A “human first” approach to leadership.

That is what enables the Department of Anatomy and Cell Biology to succeed under the leadership of Alison Allan, PhD.

Headshot of Alison AllanAs Chair, Allan ensures the Department delivers the highest quality education and research programs in a collaborative work environment. “My job is to set everyone up for success, so we can deliver on all of the elements of the new strategy,” she said.

With a young faculty, many with families, Allan’s “human-first” approach to leadership has paid off.

“Letting them know I have their back and will work collaboratively with them to solve problems has resulted in optimal outcomes in less-than-optimal circumstances.”

The priority her team places on education, innovation and research has also contributed to their success.

As a result, Allan’s department has stayed engaged while achieving the highest standards of work. Teams are developing new areas of research using cadaveric anatomy to enhance surgical education and skills. In cell biology, faculty are translating bench research into the clinic and investigating diseases based in cell biology, such as cancer. The Department is also building partnerships with industries to translate knowledge into actionable information for the community. For example, researchers working in the area of cannabis addiction are involved with outreach programs for the community around high-risk populations most vulnerable to dependence.

Allan has also benefited from close relationships among the other leaders in the Basic Science departments within Schulich Medicine & Dentistry, allowing them to be strong advocates for their teams. The group’s collaborative approach enabled them to quickly restart and continue their research programs in the face of the pandemic.

Learning leadership

Appointed in February 2018, Allan continues to hold a joint appointment in the Departments of Anatomy and Cell Biology and Oncology. Her joint appointment means she profited from the mentorship of Dr. Glenn Bauman and Kem Rogers, PhD, former Chairs of Oncology and Anatomy and Cell Biology, respectively.

“Both of them had very different styles and challenges, which provided a very rich mentorship model for me,” she said.

Allan’s own research focuses on cellular and molecular mechanisms of cancer metastasis and how that knowledge can be used to benefit patients.

“Surgeons and radiation oncologists are getting really good at treating or even curing cancer when it just stays in the primary site, but when the cancer spreads, it’s more difficult to find and treat. It’s actually the cause of about 90 per cent of all cancer deaths. That’s why we focus on that particular aspect of cancer.”

Looking ahead

As the Department moves forward, Allan will continue to apply the lessons learned during the pandemic, such as innovative teaching methods developed in the anatomy lab. On the research side, there will be more opportunities to collaborate online with researchers across the country and worldwide.

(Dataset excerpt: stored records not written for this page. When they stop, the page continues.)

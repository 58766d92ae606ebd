// coursecart/src/coupon.rs

//! Coupon validation and the discount it puts on the selected price.
//!
//! Validation is entirely server-side. The only local check is that a code
//! was entered at all.

use crate::api::CourseApi;
use crate::model::Rupees;
use std::sync::Arc;
use tracing::{event, instrument, Level};

/// Result of one coupon application. On failure `discount_percent` is zero
/// and `final_price` equals `base_price`.
#[derive(Debug, Clone, PartialEq)]
pub struct CouponOutcome {
  pub success: bool,
  pub code: String,
  pub discount_percent: f64,
  pub base_price: Rupees,
  pub final_price: Rupees,
  pub message: String,
}

impl CouponOutcome {
  fn failed(code: String, base_price: Rupees, message: impl Into<String>) -> Self {
    Self {
      success: false,
      code,
      discount_percent: 0.0,
      base_price,
      final_price: base_price,
      message: message.into(),
    }
  }
}

/// Trims and upper-cases a code as typed by the student.
pub fn normalize_code(code: &str) -> String {
  code.trim().to_uppercase()
}

#[derive(Clone)]
pub struct CouponApplier {
  api: Arc<dyn CourseApi>,
}

impl CouponApplier {
  pub fn new(api: Arc<dyn CourseApi>) -> Self {
    Self { api }
  }

  #[instrument(name = "CouponApplier::apply_coupon", skip(self), fields(base = base_price.0))]
  pub async fn apply_coupon(&self, code: &str, base_price: Rupees) -> CouponOutcome {
    let code = normalize_code(code);
    if code.is_empty() {
      return CouponOutcome::failed(code, base_price, "Please enter a coupon code");
    }

    match self.api.validate_coupon(&code).await {
      Ok(validation) if (0.0..=100.0).contains(&validation.discount_percent) => {
        let final_price = base_price.discounted_by(validation.discount_percent);
        event!(Level::INFO, %code, percent = validation.discount_percent, final_price = final_price.0, "Coupon applied.");
        CouponOutcome {
          success: true,
          message: validation
            .message
            .unwrap_or_else(|| format!("Coupon applied: {}% off", validation.discount_percent)),
          code,
          discount_percent: validation.discount_percent,
          base_price,
          final_price,
        }
      }
      Ok(validation) => {
        event!(Level::WARN, %code, percent = validation.discount_percent, "Coupon discount out of range, ignoring.");
        CouponOutcome::failed(code, base_price, "Invalid coupon code")
      }
      Err(e) => {
        event!(Level::WARN, %code, error = %e, "Coupon validation failed.");
        let message = e.server_message().unwrap_or("Invalid coupon code").to_string();
        CouponOutcome::failed(code, base_price, message)
      }
    }
  }
}

#[derive(Debug, Clone, PartialEq)]
struct AppliedCoupon {
  code: String,
  discount_percent: f64,
  final_price: Rupees,
}

/// The coupon currently applied to a selection, if any.
///
/// A coupon is tied to the price it was applied against: recording an
/// outcome for a different base, or rebasing onto a new price, drops it.
#[derive(Debug, Clone, Default, PartialEq)]
pub struct CouponState {
  base_price: Rupees,
  applied: Option<AppliedCoupon>,
  message: Option<String>,
}

impl CouponState {
  pub fn new(base_price: Rupees) -> Self {
    Self {
      base_price,
      ..Self::default()
    }
  }

  /// Records an outcome. Failures and outcomes computed against a stale base
  /// price leave no discount behind.
  pub fn record(&mut self, outcome: CouponOutcome) {
    if outcome.base_price != self.base_price {
      event!(
        Level::DEBUG,
        code = %outcome.code,
        outcome_base = outcome.base_price.0,
        current_base = self.base_price.0,
        "Dropping coupon outcome for a stale price."
      );
      self.applied = None;
      self.message = None;
      return;
    }
    self.applied = outcome.success.then(|| AppliedCoupon {
      code: outcome.code,
      discount_percent: outcome.discount_percent,
      final_price: outcome.final_price,
    });
    self.message = Some(outcome.message);
  }

  /// Moves to a new base price, clearing any coupon when it differs.
  pub fn rebase(&mut self, base_price: Rupees) {
    if base_price != self.base_price {
      self.base_price = base_price;
      self.clear();
    }
  }

  pub fn clear(&mut self) {
    self.applied = None;
    self.message = None;
  }

  pub fn base_price(&self) -> Rupees {
    self.base_price
  }

  /// What the student pays: the discounted price, or the base price.
  pub fn final_price(&self) -> Rupees {
    self.applied.as_ref().map_or(self.base_price, |c| c.final_price)
  }

  pub fn discount_percent(&self) -> f64 {
    self.applied.as_ref().map_or(0.0, |c| c.discount_percent)
  }

  pub fn applied_code(&self) -> Option<&str> {
    self.applied.as_ref().map(|c| c.code.as_str())
  }

  pub fn message(&self) -> Option<&str> {
    self.message.as_deref()
  }
}
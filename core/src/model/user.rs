// coursecart/src/model/user.rs
use serde::{Deserialize, Serialize};

/// The signed-in student, as held by the session.
#[derive(Debug, Clone, PartialEq, Eq, Serialize, Deserialize)]
pub struct User {
  #[serde(rename = "_id", alias = "id")]
  pub id: String,
  #[serde(default)]
  pub name: String,
  #[serde(default)]
  pub email: String,
  #[serde(default, alias = "phone")]
  pub mobile: String,
}

impl User {
  pub fn new(id: impl Into<String>, name: impl Into<String>, email: impl Into<String>, mobile: impl Into<String>) -> Self {
    Self {
      id: id.into(),
      name: name.into(),
      email: email.into(),
      mobile: mobile.into(),
    }
  }
}
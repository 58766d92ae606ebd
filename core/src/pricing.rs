// coursecart/src/pricing.rs

//! Mode → attempt → price resolution.
//!
//! Lookups are exact string matches against the course's normalized pricing
//! ([`Course::modes`]), so tiered and legacy flat courses resolve the same
//! way. Nothing here returns an error: an unknown mode or attempt degrades to
//! an empty attempt list and a zero price, logged at `WARN`.

use crate::model::{AttemptPrice, Course, Price};
use tracing::{event, Level};

/// Attempts offered for `mode`, or an empty slice when the course has no such
/// mode.
pub fn attempts_for<'c>(course: &'c Course, mode: &str) -> &'c [AttemptPrice] {
  match course.find_mode(mode) {
    Some(pricing) => &pricing.attempts,
    None => {
      event!(
        Level::WARN,
        course = course.display_title(),
        mode,
        available = ?course.mode_names().collect::<Vec<_>>(),
        "Mode not offered for course."
      );
      &[]
    }
  }
}

/// The `(cost, selling)` price of `attempt` under `mode`.
pub fn price_for(course: &Course, mode: &str, attempt: &str) -> Option<Price> {
  course
    .find_mode(mode)?
    .attempts
    .iter()
    .find(|a| a.attempt == attempt)
    .map(|a| Price::new(a.cost_price, a.selling_price))
}

/// The student's current mode/attempt choice and the price it resolves to.
///
/// The price is only ever set together with a resolved attempt, and changing
/// the mode always drops the attempt, so a selection never pairs an attempt
/// with a mode it does not belong to.
#[derive(Debug, Clone, Default, PartialEq, Eq)]
pub struct Selection {
  mode: Option<String>,
  attempt: Option<String>,
  price: Price,
}

impl Selection {
  pub fn empty() -> Self {
    Self::default()
  }

  /// First mode and its first attempt, or an empty selection when the course
  /// has no pricing at all.
  pub fn default_for(course: &Course) -> Self {
    let mut selection = Self::empty();
    let Some(first) = course.modes().first() else {
      event!(Level::WARN, course = course.display_title(), "Course has no pricing modes.");
      return selection;
    };
    selection.select_mode(course, &first.mode);
    if let Some(attempt) = first.attempts.first() {
      selection.select_attempt(course, &attempt.attempt);
    }
    selection
  }

  /// Rebuilds a selection from labels carried elsewhere (for example through
  /// the login redirect). Labels that no longer resolve are left unselected.
  pub fn restore(course: &Course, mode: &str, attempt: &str) -> Self {
    let mut selection = Self::empty();
    selection.select_mode(course, mode);
    selection.select_attempt(course, attempt);
    selection
  }

  pub fn mode(&self) -> Option<&str> {
    self.mode.as_deref()
  }

  pub fn attempt(&self) -> Option<&str> {
    self.attempt.as_deref()
  }

  pub fn price(&self) -> Price {
    self.price
  }

  /// Sets the mode, clears the attempt and zeroes the price. Reselecting the
  /// current mode clears the attempt too. Returns the mode's attempts.
  pub fn select_mode<'c>(&mut self, course: &'c Course, mode: &str) -> &'c [AttemptPrice] {
    self.mode = Some(mode.to_string());
    self.attempt = None;
    self.price = Price::ZERO;
    attempts_for(course, mode)
  }

  /// Selects `attempt` under the current mode. Returns `false`, leaving the
  /// attempt unselected and the price zero, when there is no mode yet or the
  /// attempt is not offered for it.
  pub fn select_attempt(&mut self, course: &Course, attempt: &str) -> bool {
    let Some(mode) = self.mode.as_deref() else {
      event!(Level::WARN, attempt, "Attempt selected before a mode.");
      return false;
    };
    match price_for(course, mode, attempt) {
      Some(price) => {
        self.attempt = Some(attempt.to_string());
        self.price = price;
        true
      }
      None => {
        event!(
          Level::WARN,
          course = course.display_title(),
          mode,
          attempt,
          "Attempt not offered for mode."
        );
        self.attempt = None;
        self.price = Price::ZERO;
        false
      }
    }
  }

  /// Both a mode and an attempt are chosen.
  pub fn is_complete(&self) -> bool {
    self.mode.is_some() && self.attempt.is_some()
  }

  /// Complete and priced above zero.
  pub fn has_valid_price(&self) -> bool {
    self.is_complete() && !self.price.final_price.is_zero()
  }
}
// tests/reconciler_tests.rs
mod common;

use common::*;
use coursecart::navigation::Route;
use coursecart::reconciler::{CourseAction, PurchaseStatusReconciler};
use coursecart::session::SessionStore;
use serial_test::serial;
use std::sync::Arc;

#[tokio::test]
#[serial]
async fn test_signed_out_student_owns_nothing_and_nothing_is_queried() {
  setup_tracing();
  let api = FakeApi::new();
  api.purchased.lock().insert(0);
  let reconciler = PurchaseStatusReconciler::new(api.clone(), Arc::new(SessionStore::new()));

  let statuses = reconciler.reconcile(FACULTY_SLUG, 3).await;

  assert_eq!(statuses.len(), 3);
  assert!(statuses.values().all(|purchased| !purchased));
  assert_eq!(FakeApi::calls(&api.check_calls), 0);
}

#[tokio::test]
#[serial]
async fn test_one_query_per_index() {
  setup_tracing();
  let api = FakeApi::new();
  api.purchased.lock().extend([1, 3]);
  let reconciler = PurchaseStatusReconciler::new(api.clone(), signed_in_session());

  let statuses = reconciler.reconcile(FACULTY_SLUG, 4).await;

  assert_eq!(FakeApi::calls(&api.check_calls), 4);
  assert_eq!(
    statuses.into_iter().collect::<Vec<_>>(),
    vec![(0, false), (1, true), (2, false), (3, true)]
  );
}

#[tokio::test]
#[serial]
async fn test_failed_query_does_not_affect_others() {
  setup_tracing();
  let api = FakeApi::new();
  api.purchased.lock().extend([0, 2]);
  api.failing_indices.lock().insert(0);
  let reconciler = PurchaseStatusReconciler::new(api.clone(), signed_in_session());

  let statuses = reconciler.reconcile(FACULTY_SLUG, 3).await;

  assert_eq!(statuses[&0], false);
  assert_eq!(statuses[&1], false);
  assert_eq!(statuses[&2], true);
}

#[tokio::test]
#[serial]
async fn test_catalog_routes_by_ownership() {
  setup_tracing();
  let api = FakeApi::with_courses(vec![tiered_course(), legacy_course()]);
  api.purchased.lock().insert(0);
  let reconciler = PurchaseStatusReconciler::new(api.clone(), signed_in_session());

  let catalog = reconciler.load_catalog(FACULTY_SLUG).await.unwrap();

  assert_eq!(catalog.course_action(0), CourseAction::AccessCourse);
  assert_eq!(catalog.course_action(0).label(), "Access Course");
  assert_eq!(catalog.route_for(0), Some(Route::Dashboard));

  assert_eq!(catalog.course_action(1), CourseAction::ViewDetails);
  match catalog.route_for(1) {
    Some(Route::CourseDetails { course }) => {
      assert_eq!(course.course_index, Some(1));
      assert_eq!(course.faculty_slug.as_deref(), Some(FACULTY_SLUG));
      assert_eq!(course.title, "Audit");
    }
    other => panic!("expected course details route, got {:?}", other),
  }
  assert_eq!(catalog.route_for(7), None);
}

Allan and family – husband Ben Hedley, PhD, who was appointed to Pathology and Laboratory Medicine as a hematology scientist in 2019, and son Tom, 12 – are looking forward to spring and a long-anticipated ski trip to Big White in British Columbia. In the meantime, the family is making good use of streaming services and indulging in movie-buffs Ben and Tom’s love of the Marvel Cinematic Universe.

As Allan looks ahead, a key priority will be the department’s approach to Equity, Diversity, and Inclusion (EDI), a pillar of the School’s strategic plan. Allan is involving all members in the development of an EDI strategy that guides the Department.

“Our underlying principle is that we do this in a meaningful way,” she said. “We want to be purposeful about making sure that all of the initiatives we put in place are things that we care deeply about.”

Allan will also continue building strong relationships between research and teaching in the department, and to develop a new generation of leaders.

“Succession planning should always be part of a leader’s job. Creating a strong cohort of up-and-coming leaders who will take the Department, the School and the broader community to the next level is very important.”